In [1]:
# !pip install gevent

## Simple Example - using gevent package

In [2]:
import gevent # loading the gevent package
from time import time # For response time comparisons
class Prediction:
    def __init__(self):
        pass
    
    def first_model_prediction(self, data=None, arg=None):
        print ("In first model")
        # Code for preprocessing, feature engineering if required
        # Assuming that this takes ~ 500ms
        # Let us sleep for 500ms
        gevent.sleep(0.5)
        print ("Out first model")
        
        return "prediction1"
    
    def second_model_prediction(self, data=None, arg=None):
        print ("In second model")
        # Code for preprocessing, feature engineering if required
        # Assuming that this takes ~ 500ms
        # Let us sleep for 500ms
        gevent.sleep(0.5)
        print ("Out second model")
        
        return "prediction2"
    
    # final prediction 
    def predict(self, data=None):
        # Code for preprocessing, feature engineering in case both models uses same features
        arg = None # Dummy argument
        
        # Creating separate threads for each model
        g1 = gevent.spawn(self.first_model_prediction, data, arg)
        g2 = gevent.spawn(self.second_model_prediction, data, arg)
        
        # Joining the threads together
        gevent.joinall([g1, g2])
        
        # getting the first model results
        first_model_result = g1.value

        # getting the second model results
        second_model_result = g2.value

        # Performing some calculations with the results of the two models
        final_result = first_model_result + second_model_result
            
        return final_result

- Please note that I have used a class instead of simple functions for people interested in Object Oriented Programming. We can instead use simple functions as well.

In [3]:
predict = Prediction()

tb = time()
# Prediction using the first model
first_result = predict.first_model_prediction()
# Prediction using the second model
second_result = predict.second_model_prediction()
ta = time()
print ("total time taken without using gevent is {}".format(ta-tb))

In first model
Out first model
In second model
Out second model
total time taken without using gevent is 1.0057871341705322


- Since the functions are running sequentially. So calling the functions directly ended up with a response time of close to 1 second. 
- As seen, The sequence of output is first model In and Out. Then second model In and Out.

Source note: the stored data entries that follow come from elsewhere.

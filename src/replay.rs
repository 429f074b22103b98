//! Recording and deterministic replay of drag interaction traces.
//!
//! A trace is a RON scene description followed by one RON event per line.
//! Replay rebuilds the scene as a view tree, feeds the events through a
//! [`DragController`] on a manual clock, drives settle animations through
//! the frame scheduler, and applies each committed drop to the scene so
//! later events observe the new order.

use std::cell::RefCell;
use std::fs::File;
use std::io::{BufRead, BufReader, Write};
use std::path::Path;
use std::rc::Rc;
use std::time::Duration;

use anyhow::{bail, Context};
use serde::{Deserialize, Serialize};
use tracing::debug;

use crate::common::collections::HashMap;
use crate::common::config::Settings;
use crate::engine::controller::{DragController, DragOptions, KeyCode, ZoneSource};
use crate::engine::geometry::{Axis, Point, Size};
use crate::engine::scheduler::{frame_interval, FrameScheduler, ManualClock};
use crate::view::{ViewId, ViewTree};

#[derive(Serialize, Deserialize, Debug, Clone, PartialEq)]
pub struct Scene {
    pub vertical: bool,
    #[serde(default)]
    pub scroll: Point,
    pub zones: Vec<SceneZone>,
}

#[derive(Serialize, Deserialize, Debug, Clone, PartialEq, Default)]
pub struct SceneZone {
    pub items: Vec<Size>,
    /// Interleave a text node after every item, as markup-generated view
    /// trees tend to.
    #[serde(default)]
    pub text_gaps: bool,
}

#[derive(Serialize, Deserialize, Debug, Clone, PartialEq)]
pub enum TraceEvent {
    /// Press item `item` of zone `zone`, gripping `grab` from its top-left.
    Down { zone: usize, item: usize, grab: Point },
    Move { pos: Point },
    Up { pos: Point },
    Escape,
    /// Let `ms` of virtual time elapse, one animation frame at a time.
    Advance { ms: u64 },
}

/// One committed drop. `item` is the dragged item's label from scene
/// construction (`"zone:index"`), stable across moves.
#[derive(Serialize, Debug, Clone, PartialEq)]
pub struct DropReport {
    pub item: String,
    pub zone: usize,
    pub idx: usize,
}

#[derive(Debug, Clone, PartialEq)]
pub struct ReplayOutcome {
    pub reports: Vec<DropReport>,
    /// Item labels per zone after every drop was applied.
    pub final_order: Vec<Vec<String>>,
}

/// Writes a trace file: the scene line, then one event per line.
pub struct Record {
    file: Option<File>,
}

impl Record {
    pub fn create(path: &Path, scene: &Scene) -> anyhow::Result<Record> {
        let mut file = File::create(path)?;
        writeln!(file, "{}", ron::ser::to_string(scene)?)?;
        Ok(Record { file: Some(file) })
    }

    pub fn disabled() -> Record { Record { file: None } }

    pub fn on_event(&mut self, event: &TraceEvent) -> anyhow::Result<()> {
        if let Some(file) = &mut self.file {
            writeln!(file, "{}", ron::ser::to_string(event)?)?;
        }
        Ok(())
    }
}

pub fn load(path: &Path) -> anyhow::Result<(Scene, Vec<TraceEvent>)> {
    let file = BufReader::new(File::open(path)?);
    let mut lines = file.lines();
    let scene_line = lines.next().context("empty trace file")??;
    let scene = ron::de::from_str(&scene_line)?;
    let mut events = Vec::new();
    for line in lines {
        let line = line?;
        if line.trim().is_empty() {
            continue;
        }
        events.push(ron::de::from_str(&line)?);
    }
    Ok((scene, events))
}

struct SceneView {
    tree: ViewTree,
    zones: Vec<ViewId>,
    labels: HashMap<ViewId, String>,
}

fn build_scene(scene: &Scene) -> SceneView {
    let mut tree = ViewTree::new();
    let root = tree.root();
    // Zones sit side by side along the cross axis of their lists.
    tree.set_axis(root, if scene.vertical { Axis::Horizontal } else { Axis::Vertical });
    tree.set_scroll(scene.scroll);

    let mut zones = Vec::new();
    let mut labels = HashMap::default();
    for (zone_idx, zone_desc) in scene.zones.iter().enumerate() {
        let zone = tree.new_element(Size::ZERO);
        if !scene.vertical {
            tree.set_axis(zone, Axis::Horizontal);
        }
        tree.append_child(root, zone);
        for (item_idx, &size) in zone_desc.items.iter().enumerate() {
            let item = tree.new_element(size);
            tree.append_child(zone, item);
            labels.insert(item, format!("{zone_idx}:{item_idx}"));
            if zone_desc.text_gaps {
                let text = tree.new_text();
                tree.append_child(zone, text);
            }
        }
        zones.push(zone);
    }
    SceneView { tree, zones, labels }
}

/// Item elements of a zone in document order, skipping text nodes.
fn zone_items(tree: &ViewTree, zone: ViewId) -> Vec<ViewId> {
    tree.children(zone).iter().copied().filter(|c| !tree.is_text(*c)).collect()
}

/// Physically relocate a dropped item, the way the host application would in
/// its drop callback.
fn apply_drop(tree: &mut ViewTree, zones: &[ViewId], target: ViewId, zone_idx: usize, idx: usize) {
    let zone = zones[zone_idx];
    tree.detach(target);
    let siblings = zone_items(tree, zone);
    match siblings.get(idx) {
        Some(&sibling) => tree.insert_before(target, sibling),
        None => tree.append_child(zone, target),
    }
}

pub fn run(
    scene: &Scene,
    events: &[TraceEvent],
    settings: &Settings,
) -> anyhow::Result<ReplayOutcome> {
    let SceneView { tree, zones, labels } = build_scene(scene);
    if zones.is_empty() {
        bail!("scene has no drop zones");
    }
    let root = tree.root();

    let clock = Rc::new(ManualClock::new());
    let mut scheduler = FrameScheduler::new(clock.clone());
    let interval = frame_interval(settings.animation_fps);

    let tree = Rc::new(RefCell::new(tree));
    let drops: Rc<RefCell<Vec<(ViewId, usize, usize)>>> = Rc::default();
    let sink = drops.clone();

    let controller = DragController::attach(
        &mut tree.borrow_mut(),
        root,
        DragOptions {
            context: (),
            zones: ZoneSource::Fixed(zones.clone()),
            vertical: scene.vertical,
            on_drop: Box::new(move |ev, zone_idx, item_idx, _| {
                sink.borrow_mut().push((ev.target, zone_idx, item_idx));
            }),
        },
        settings.clone(),
        clock.clone(),
    );
    let controller = Rc::new(RefCell::new(controller));

    let mut reports = Vec::new();
    for event in events {
        match event {
            TraceEvent::Down { zone, item, grab } => {
                let zone_id = *zones.get(*zone).context("zone index out of range")?;
                let items = zone_items(&tree.borrow(), zone_id);
                let Some(&target) = items.get(*item) else {
                    bail!("zone {zone} has no item {item}");
                };
                let origin = tree.borrow_mut().rect(target).origin;
                let pos = origin.offset(grab.x, grab.y);
                controller.borrow_mut().on_pointer_down(&mut tree.borrow_mut(), target, pos)?;
            }
            TraceEvent::Move { pos } => {
                controller.borrow_mut().on_pointer_move(&mut tree.borrow_mut(), *pos);
            }
            TraceEvent::Up { pos } => {
                controller.borrow_mut().on_pointer_up(&mut tree.borrow_mut(), *pos);
                pump_settle(&mut scheduler, &controller, &tree);
            }
            TraceEvent::Escape => {
                controller.borrow_mut().on_key_down(&mut tree.borrow_mut(), KeyCode::Escape);
                pump_settle(&mut scheduler, &controller, &tree);
            }
            TraceEvent::Advance { ms } => {
                let mut remaining = Duration::from_millis(*ms);
                while remaining > Duration::ZERO {
                    let step = interval.min(remaining);
                    clock.advance(step);
                    scheduler.run_frame();
                    remaining -= step;
                }
            }
        }

        for (target, zone_idx, item_idx) in drops.borrow_mut().drain(..) {
            debug!(item = %labels[&target], zone_idx, item_idx, "applying drop");
            apply_drop(&mut tree.borrow_mut(), &zones, target, zone_idx, item_idx);
            reports.push(DropReport {
                item: labels[&target].clone(),
                zone: zone_idx,
                idx: item_idx,
            });
        }
    }

    let tree = tree.borrow();
    let final_order = zones
        .iter()
        .map(|&zone| {
            zone_items(&tree, zone).iter().map(|item| labels[item].clone()).collect()
        })
        .collect();
    Ok(ReplayOutcome { reports, final_order })
}

fn pump_settle(
    scheduler: &mut FrameScheduler,
    controller: &Rc<RefCell<DragController<()>>>,
    tree: &Rc<RefCell<ViewTree>>,
) {
    if controller.borrow().is_settling() && scheduler.is_idle() {
        let controller = controller.clone();
        let tree = tree.clone();
        scheduler.add(move |now| controller.borrow_mut().on_frame(&mut tree.borrow_mut(), now));
    }
}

- Let us try using the predict function which uses gevent and run the models in parallel.

In [4]:
tb = time()
result = predict.predict(None)
ta = time()
print ("total time taken using gevent is {}".format(ta-tb))

In first model
In second model
Out first model
Out second model
total time taken using gevent is 0.5052769184112549


- As shown above, the model prediction ran in parallel. First model and Second model In together and are processed simultaneously. And the response time is now close to 500ms.

- The total time taken is the maximum of the time taken by both the function.